Eoin Curran wrote:

> The cookies used to track sessions disappear once the browser is closed (For
> Jrun, anyway).  So If you need to use a cookie to recognize a user returning
> to your site, this solution will not work.
>
> It is a nice way to work things though. Maybe the way that the session
> variable works (implementation not specified) could be extended to a
> long-living session type object. Then the details of how the cookies are
> used could be implemented by the servlet engine?

According to the JSP 1.x specs, the implicit <% session %> object maps to an
Interface: javax.servlet.http.HttpSession of which you can call:

public void setMaxInactiveInterval(int interval)

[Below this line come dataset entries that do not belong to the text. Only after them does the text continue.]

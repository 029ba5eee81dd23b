use turing_rd::io::{render, RenderOptions};
use turing_rd::types::{Field, RdConfigBuilder};
use turing_rd::{integrator, RdSystem};

fn main() -> Result<(), turing_rd::RdError> {
    // Gray-Scott "spots" regime
    let (feed, kill) = (0.035, 0.065);
    let ra = move |a: &Field, b: &Field| a.zip_map(b, |a, b| -a * b * b + feed * (1.0 - a));
    let rb = move |a: &Field, b: &Field| a.zip_map(b, |a, b| a * b * b - (kill + feed) * b);

    let (w, h) = (128, 128);
    let seed_square = move |(w, h): (usize, usize)| {
        let a = Field::from_element(w, h, 1.0);
        let b = Field::from_fn(w, h, |i, j| {
            let centred = i.abs_diff(w / 2) < 8 && j.abs_diff(h / 2) < 8;
            if centred { 0.25 } else { 0.0 }
        });
        (a, b)
    };

    let config = RdConfigBuilder::new()
        .diffusion(0.16, 0.08)
        .grid(w, h)
        .dx(1.0)
        .dt(1.0)
        .steps(250)
        .build();
    let mut system = RdSystem::new(config, ra, rb).with_initialiser(seed_square);

    println!("Simulating Gray-Scott f={} k={} ...", feed, kill);
    let frames = integrator::record(&mut system, 40)?;
    let opts = RenderOptions { scale: 2, ..Default::default() };
    render::save_gif("gray_scott.gif", &frames, &opts)?;
    println!("Wrote gray_scott.gif ({} frames, t = {})", frames.len(), system.time());
    Ok(())
}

     Specifies the maximum length of time, in seconds, that the servlet engine
keeps this session if no user requests have been made of the session.
     Parameters:
          interval - An integer specifying the number of seconds

Sessions that are persistant even after the browser is closed depends on two
factors:
1) Client side cookies are not purged or expired
2) Server side session is not invalidated

A sensible JSP engine implementation of setMaxInactiveInterval(int interval) would
be to send a cookie to the client that expires in interval seconds, and keep a weak
reference to the session object for at least interval seconds, which would enable
long-term sessions that persist after browser-closings provided that the server is
not under low memory conditions.

Since HTTP is stateless, browsers do not send events to servers notifying that they
are being closed; hence sessions are time based and should persist beyond
browser-closings.  If session.setMaxInactiveInterval(int interval) does not work,
verify that the client has cookies enabled (ie: this technique will not work for
URL rewriting, one of the reasons why cookies are generally preferred over
rewriting), or notify your JSP/servlet vendor of a possible implementation bug.